Ryan Jarvis's London startup rents space atop urban buildings, then subleases to service providers that mount wireless network antennas.

By Mark Halper, Fortune contributor

(Fortune Magazine) -- It has always been easy to spot Ryan Jarvis. He's the one consistently in front of the wireless broadband scrum. In 2000 he started Megabeam, a pioneering Wi-Fi hotspot operator. Three years later he joined BT, spearheading its Wi-Fi operations. Today you can find the 36-year-old entrepreneur on a rooftop.

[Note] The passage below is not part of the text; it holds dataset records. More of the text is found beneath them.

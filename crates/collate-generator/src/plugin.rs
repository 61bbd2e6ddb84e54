//! Collation plugin.
//!
//! Hooks the article and page generators so that, once each has finalized
//! its context, its items are grouped by category into the shared
//! `collations` context entry.

use collate_core::ContentKind;
use tracing::{debug, info};

use crate::{
    collation::{CollateStats, Result, collate},
    context::Generator,
    signals::{Signal, Signals},
};

/// Connect the collation handlers to the generator signals.
pub fn register(signals: &mut Signals) {
    signals.connect(Signal::ArticleGeneratorFinalized, "collate_articles", |g| {
        group_articles(g)?;
        Ok(())
    });
    signals.connect(Signal::PageGeneratorFinalized, "collate_pages", |g| {
        group_pages(g)?;
        Ok(())
    });
}

/// Collate the generator's articles.
pub fn group_articles(generator: &mut Generator) -> Result<CollateStats> {
    group_content(generator, ContentKind::Article)
}

/// Collate the generator's pages.
pub fn group_pages(generator: &mut Generator) -> Result<CollateStats> {
    group_content(generator, ContentKind::Page)
}

/// Collate items of `kind` into the context's shared collations.
fn group_content(generator: &mut Generator, kind: ContentKind) -> Result<CollateStats> {
    let filter = generator.settings.collate.filter();
    let (items, collations) = generator.context.items_and_collations(kind);
    debug!(
        %kind,
        items = items.len(),
        filtering = filter.is_some_and(|f| f.is_active()),
        "grouping content"
    );

    let stats = collate(items, kind, filter, collations)?;

    info!(
        %kind,
        collated = stats.collated,
        skipped = stats.skipped,
        groups = collations.len(),
        "collations updated"
    );
    Ok(stats)
}

#[cfg(test)]
mod tests {
    use collate_core::{Config, ContentItem};

    use super::*;
    use crate::context::{COLLATIONS_KEY, GenerationContext};

    fn settings(collate: &str) -> Config {
        Config::from_toml_str(&format!("[site]\ntitle = \"Test\"\n\n[collate]\n{collate}\n"))
            .expect("config")
    }

    fn item(slug: &str, kind: ContentKind, category: &str) -> ContentItem {
        ContentItem::new(slug, slug, kind).with_category(category)
    }

    fn sample_generator(collate: &str) -> Generator {
        let context = GenerationContext::with_items(
            [
                item("a1", ContentKind::Article, "Tech News"),
                item("a2", ContentKind::Article, "Other"),
                item("a3", ContentKind::Article, "Tech News"),
            ],
            [
                item("p1", ContentKind::Page, "Tech News"),
                item("p2", ContentKind::Page, "about-us"),
            ],
        );
        Generator::new(settings(collate), context)
    }

    fn group_slugs(generator: &Generator, key: &str) -> Vec<String> {
        generator
            .context
            .collations()
            .and_then(|c| c.get(key))
            .map(|items| items.iter().map(|i| i.slug.clone()).collect())
            .unwrap_or_default()
    }

    #[test]
    fn test_register_connects_both_signals() {
        let mut signals = Signals::new();
        register(&mut signals);

        assert_eq!(
            signals.handlers(Signal::ArticleGeneratorFinalized),
            ["collate_articles"]
        );
        assert_eq!(signals.handlers(Signal::PageGeneratorFinalized), ["collate_pages"]);
    }

    #[test]
    fn test_signals_publish_collations() {
        let mut signals = Signals::new();
        register(&mut signals);
        let mut generator = sample_generator("");

        signals
            .send(Signal::ArticleGeneratorFinalized, &mut generator)
            .expect("articles");
        signals
            .send(Signal::PageGeneratorFinalized, &mut generator)
            .expect("pages");

        assert_eq!(group_slugs(&generator, "Tech_News_articles"), ["a1", "a3"]);
        assert_eq!(group_slugs(&generator, "Other_articles"), ["a2"]);
        assert_eq!(group_slugs(&generator, "Tech_News_pages"), ["p1"]);
        assert_eq!(group_slugs(&generator, "about_us_pages"), ["p2"]);

        let value = generator.context.to_template_value().expect("serialize");
        assert!(value[COLLATIONS_KEY]["Tech_News_articles"].is_array());
    }

    #[test]
    fn test_pages_before_articles_share_map() {
        let mut generator = sample_generator("");

        group_pages(&mut generator).expect("pages");
        group_articles(&mut generator).expect("articles");

        let collations = generator.context.collations().expect("collations");
        assert_eq!(collations.len(), 4);
        assert_eq!(collations.item_count(), 5);
    }

    #[test]
    fn test_filter_applies_to_both_kinds() {
        let mut generator = sample_generator("categories_to_collate = [\"Tech News\"]");

        let articles = group_articles(&mut generator).expect("articles");
        let pages = group_pages(&mut generator).expect("pages");

        assert_eq!(articles, CollateStats { collated: 2, skipped: 1 });
        assert_eq!(pages, CollateStats { collated: 1, skipped: 1 });

        let keys: Vec<_> = generator
            .context
            .collations()
            .expect("collations")
            .keys()
            .map(str::to_string)
            .collect();
        assert_eq!(keys, ["Tech_News_articles", "Tech_News_pages"]);
    }

    #[test]
    fn test_bare_string_filter_collates_everything() {
        let mut generator = sample_generator("categories_to_collate = \"Tech News\"");

        group_articles(&mut generator).expect("articles");

        assert_eq!(group_slugs(&generator, "Other_articles"), ["a2"]);
        assert_eq!(group_slugs(&generator, "Tech_News_articles"), ["a1", "a3"]);
    }

    #[test]
    fn test_missing_category_aborts_dispatch() {
        let mut signals = Signals::new();
        register(&mut signals);
        let context = GenerationContext::with_items(
            [],
            [ContentItem::new("Untitled", "untitled", ContentKind::Page)],
        );
        let mut generator = Generator::new(settings(""), context);

        let err = signals
            .send(Signal::PageGeneratorFinalized, &mut generator)
            .expect_err("missing category");
        assert!(err.to_string().contains("collate_pages"));
        assert!(err.to_string().contains("untitled"));
    }
}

Jarvis's London startup, Macropolitan, rents space atop urban buildings, which he subleases to service providers who mount antennas for WiMax and other wireless networks. He claims to save operators close to half of their typical first-year costs and about 25% over ten to 25 years.


Jarvis snaps up rights at reduced rates by acquiring swaths from property owners such as Travelodge Hotels and National Rail. He passes along discounts on rooftops that can otherwise cost $50,000 a year, and he spares his customers fees for electricity, maintenance, and lawyers.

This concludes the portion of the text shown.